### What is needed
The lines you return must be all those in the data that hold the string "axum".

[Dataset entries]

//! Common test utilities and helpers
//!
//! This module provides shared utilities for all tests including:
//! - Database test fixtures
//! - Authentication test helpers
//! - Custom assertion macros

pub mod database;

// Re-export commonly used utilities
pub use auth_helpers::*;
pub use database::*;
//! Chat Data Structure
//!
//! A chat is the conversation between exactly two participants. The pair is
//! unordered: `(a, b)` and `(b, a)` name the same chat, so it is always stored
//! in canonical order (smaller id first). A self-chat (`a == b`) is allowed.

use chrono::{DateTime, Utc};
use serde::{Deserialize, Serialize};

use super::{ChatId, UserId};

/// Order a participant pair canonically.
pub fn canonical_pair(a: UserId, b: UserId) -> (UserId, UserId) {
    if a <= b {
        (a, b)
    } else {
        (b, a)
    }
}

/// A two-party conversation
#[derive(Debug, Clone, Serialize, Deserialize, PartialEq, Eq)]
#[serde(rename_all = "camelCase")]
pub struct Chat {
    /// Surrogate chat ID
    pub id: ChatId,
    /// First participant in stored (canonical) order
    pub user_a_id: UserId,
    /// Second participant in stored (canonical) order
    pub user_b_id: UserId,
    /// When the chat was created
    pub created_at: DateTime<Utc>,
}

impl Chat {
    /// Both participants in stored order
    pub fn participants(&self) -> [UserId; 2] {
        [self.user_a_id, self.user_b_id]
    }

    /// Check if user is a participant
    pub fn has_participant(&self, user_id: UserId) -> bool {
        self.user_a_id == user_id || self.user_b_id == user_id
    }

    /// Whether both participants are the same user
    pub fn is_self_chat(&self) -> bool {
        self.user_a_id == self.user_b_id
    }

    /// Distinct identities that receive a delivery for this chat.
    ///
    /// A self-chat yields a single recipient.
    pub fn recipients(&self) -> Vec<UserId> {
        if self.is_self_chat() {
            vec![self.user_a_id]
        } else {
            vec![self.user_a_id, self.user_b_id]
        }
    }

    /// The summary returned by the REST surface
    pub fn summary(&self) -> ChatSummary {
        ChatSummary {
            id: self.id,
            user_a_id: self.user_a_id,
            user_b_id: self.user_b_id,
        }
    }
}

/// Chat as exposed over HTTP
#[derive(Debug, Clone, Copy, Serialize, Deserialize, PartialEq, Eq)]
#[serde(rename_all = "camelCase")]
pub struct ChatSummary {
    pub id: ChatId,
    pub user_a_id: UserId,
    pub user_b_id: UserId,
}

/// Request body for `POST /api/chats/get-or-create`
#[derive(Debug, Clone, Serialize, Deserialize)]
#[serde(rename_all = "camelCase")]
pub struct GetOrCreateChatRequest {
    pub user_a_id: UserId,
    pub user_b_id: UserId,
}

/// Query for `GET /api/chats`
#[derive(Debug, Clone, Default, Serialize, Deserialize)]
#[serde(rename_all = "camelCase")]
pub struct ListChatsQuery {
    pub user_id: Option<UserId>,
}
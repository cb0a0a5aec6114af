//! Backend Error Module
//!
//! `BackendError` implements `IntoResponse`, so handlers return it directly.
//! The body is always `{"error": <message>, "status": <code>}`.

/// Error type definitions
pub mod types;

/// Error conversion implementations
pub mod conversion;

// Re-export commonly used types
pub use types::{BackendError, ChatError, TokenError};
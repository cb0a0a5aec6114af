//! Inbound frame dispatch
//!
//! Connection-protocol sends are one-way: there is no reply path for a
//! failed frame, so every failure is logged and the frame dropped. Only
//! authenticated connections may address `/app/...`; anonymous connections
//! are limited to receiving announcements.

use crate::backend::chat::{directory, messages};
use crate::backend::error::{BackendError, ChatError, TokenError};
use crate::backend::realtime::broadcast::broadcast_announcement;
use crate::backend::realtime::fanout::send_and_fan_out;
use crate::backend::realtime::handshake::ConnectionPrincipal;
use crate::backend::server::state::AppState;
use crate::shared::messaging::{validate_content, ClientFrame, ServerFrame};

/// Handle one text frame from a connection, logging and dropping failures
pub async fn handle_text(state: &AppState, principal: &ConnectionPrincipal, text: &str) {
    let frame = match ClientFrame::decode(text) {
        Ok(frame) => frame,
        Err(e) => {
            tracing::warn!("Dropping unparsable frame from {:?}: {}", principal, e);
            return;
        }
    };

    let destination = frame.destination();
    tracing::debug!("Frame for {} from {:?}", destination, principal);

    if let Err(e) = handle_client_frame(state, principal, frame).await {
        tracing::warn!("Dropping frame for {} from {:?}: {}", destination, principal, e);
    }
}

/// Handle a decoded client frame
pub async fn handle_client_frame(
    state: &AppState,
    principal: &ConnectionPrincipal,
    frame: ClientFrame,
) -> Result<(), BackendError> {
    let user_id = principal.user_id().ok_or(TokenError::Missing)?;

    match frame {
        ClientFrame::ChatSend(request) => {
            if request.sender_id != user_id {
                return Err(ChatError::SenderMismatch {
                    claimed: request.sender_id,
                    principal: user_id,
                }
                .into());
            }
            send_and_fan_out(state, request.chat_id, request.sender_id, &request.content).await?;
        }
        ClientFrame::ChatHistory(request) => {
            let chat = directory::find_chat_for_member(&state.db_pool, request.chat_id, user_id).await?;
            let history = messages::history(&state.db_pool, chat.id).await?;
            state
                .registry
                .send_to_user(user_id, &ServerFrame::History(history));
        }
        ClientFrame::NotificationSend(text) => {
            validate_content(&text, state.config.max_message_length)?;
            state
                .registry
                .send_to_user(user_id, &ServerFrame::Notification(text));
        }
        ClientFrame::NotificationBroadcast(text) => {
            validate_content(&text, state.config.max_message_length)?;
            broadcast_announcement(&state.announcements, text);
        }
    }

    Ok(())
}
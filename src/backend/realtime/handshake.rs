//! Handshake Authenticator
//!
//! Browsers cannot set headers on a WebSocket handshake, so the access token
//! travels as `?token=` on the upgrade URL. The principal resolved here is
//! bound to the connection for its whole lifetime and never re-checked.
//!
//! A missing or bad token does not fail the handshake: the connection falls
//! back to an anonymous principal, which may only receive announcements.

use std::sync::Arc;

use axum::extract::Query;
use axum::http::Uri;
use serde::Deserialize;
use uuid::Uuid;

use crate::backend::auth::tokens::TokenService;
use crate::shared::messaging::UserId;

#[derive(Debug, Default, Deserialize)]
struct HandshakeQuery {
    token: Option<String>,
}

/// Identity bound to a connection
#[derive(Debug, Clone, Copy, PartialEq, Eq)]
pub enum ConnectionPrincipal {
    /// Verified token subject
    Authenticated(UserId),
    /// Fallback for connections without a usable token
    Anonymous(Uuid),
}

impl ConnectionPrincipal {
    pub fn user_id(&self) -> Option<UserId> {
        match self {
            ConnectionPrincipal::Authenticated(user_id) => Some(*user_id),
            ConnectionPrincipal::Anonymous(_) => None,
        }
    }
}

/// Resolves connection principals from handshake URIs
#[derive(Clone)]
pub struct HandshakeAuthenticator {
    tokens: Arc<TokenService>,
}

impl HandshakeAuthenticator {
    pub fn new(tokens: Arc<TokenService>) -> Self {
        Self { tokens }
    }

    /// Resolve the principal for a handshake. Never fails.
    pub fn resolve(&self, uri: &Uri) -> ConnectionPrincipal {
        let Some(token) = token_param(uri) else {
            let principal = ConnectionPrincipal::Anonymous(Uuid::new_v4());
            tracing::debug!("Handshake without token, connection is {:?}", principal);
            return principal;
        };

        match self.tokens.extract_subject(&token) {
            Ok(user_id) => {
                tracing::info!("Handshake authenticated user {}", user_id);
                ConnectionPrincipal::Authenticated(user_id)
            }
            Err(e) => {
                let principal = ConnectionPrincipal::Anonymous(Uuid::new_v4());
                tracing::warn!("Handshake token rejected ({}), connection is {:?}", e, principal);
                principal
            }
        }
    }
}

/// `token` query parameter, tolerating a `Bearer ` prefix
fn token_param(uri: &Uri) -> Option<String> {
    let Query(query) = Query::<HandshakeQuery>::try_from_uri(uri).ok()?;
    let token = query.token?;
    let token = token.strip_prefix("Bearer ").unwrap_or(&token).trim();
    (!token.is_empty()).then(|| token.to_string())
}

### Exercise output
use axum::extract::Query;
use axum::http::Uri;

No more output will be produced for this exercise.